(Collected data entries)
>>

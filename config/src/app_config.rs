use directories::ProjectDirs;
use serde::Deserialize;
use std::{
    env,
    path::PathBuf,
};

#[derive(Clone, Debug, Deserialize, Default)]
pub struct AppConfig {
    #[serde(default)]
    pub config_dir: PathBuf,
}

lazy_static::lazy_static! {
    pub(crate) static ref PROJECT_NAME: String = env!("CARGO_CRATE_NAME").to_uppercase().replace("_CONFIG", "");
    static ref CONFIG_FOLDER: Option<PathBuf> = env::var(format!("{}_CONFIG", PROJECT_NAME.clone()))
        .ok()
        .map(PathBuf::from);
}

/// `$RTSL_EXPORTER_CONFIG`, else the platform config directory, else `./.config`.
pub fn get_config_dir() -> PathBuf {
    if let Some(s) = CONFIG_FOLDER.clone() {
        s
    } else if let Some(proj_dirs) = project_directory() {
        proj_dirs.config_local_dir().to_path_buf()
    } else {
        PathBuf::from(".").join(".config")
    }
}

fn project_directory() -> Option<ProjectDirs> {
    ProjectDirs::from("org", "resolvetosavelives", "rtsl-exporter")
}
//! Renders snapshots in the Prometheus text format.
//!
//! A fresh registry is built for every scrape, so series of accounts that
//! disappear from a snapshot disappear from the output too.

use crate::error::AppError;
use prometheus::{
    Encoder,
    GaugeVec,
    Opts,
    Registry,
    TextEncoder,
};
use rtsl_exporter_collector::{
    MetricDesc,
    Snapshot,
};
use std::collections::HashMap;

/// What one collector described and produced during a scrape.
#[derive(Debug, Clone, Default)]
pub struct Scrape {
    pub descs: Vec<MetricDesc>,
    pub snapshot: Snapshot,
}

/// Encoded exposition body with its content type.
#[derive(Debug)]
pub struct Rendered {
    pub content_type: String,
    pub body: Vec<u8>,
}

pub fn render(scrapes: &[Scrape]) -> Result<Rendered, AppError> {
    let registry = Registry::new();
    let mut gauges = HashMap::new();

    for desc in scrapes.iter().flat_map(|scrape| &scrape.descs) {
        let labels: Vec<&str> = desc.labels.iter().map(String::as_str).collect();
        let opts = Opts::new(desc.name.as_str(), desc.help.as_str());
        let gauge = GaugeVec::new(opts, &labels).map_err(AppError::Registry)?;
        registry.register(Box::new(gauge.clone())).map_err(AppError::Registry)?;
        gauges.insert(desc.name.as_str(), (desc, gauge));
    }

    for metric in scrapes.iter().flat_map(|scrape| scrape.snapshot.metrics()) {
        let Some((desc, gauge)) = gauges.get(metric.name.as_str()) else {
            warn!(metric = %metric.name, "Dropping undescribed metric");
            continue;
        };
        let Some(values) = desc.label_values(metric) else {
            warn!(metric = %metric.name, labels = ?metric.labels, "Dropping metric with unexpected labels");
            continue;
        };
        match gauge.get_metric_with_label_values(&values) {
            Ok(child) => child.set(metric.value),
            Err(e) => warn!(metric = %metric.name, "Dropping metric: {e}"),
        }
    }

    let encoder = TextEncoder::new();
    let mut body = Vec::new();
    encoder
        .encode(&registry.gather(), &mut body)
        .map_err(AppError::Encode)?;

    Ok(Rendered {
        content_type: encoder.format_type().to_string(),
        body,
    })
}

<<

### Instructions for the task
All lines carrying the word "GaugeVec" must be copied from the data above.

### Response
    GaugeVec,
        let gauge = GaugeVec::new(opts, &labels).map_err(AppError::Registry)?;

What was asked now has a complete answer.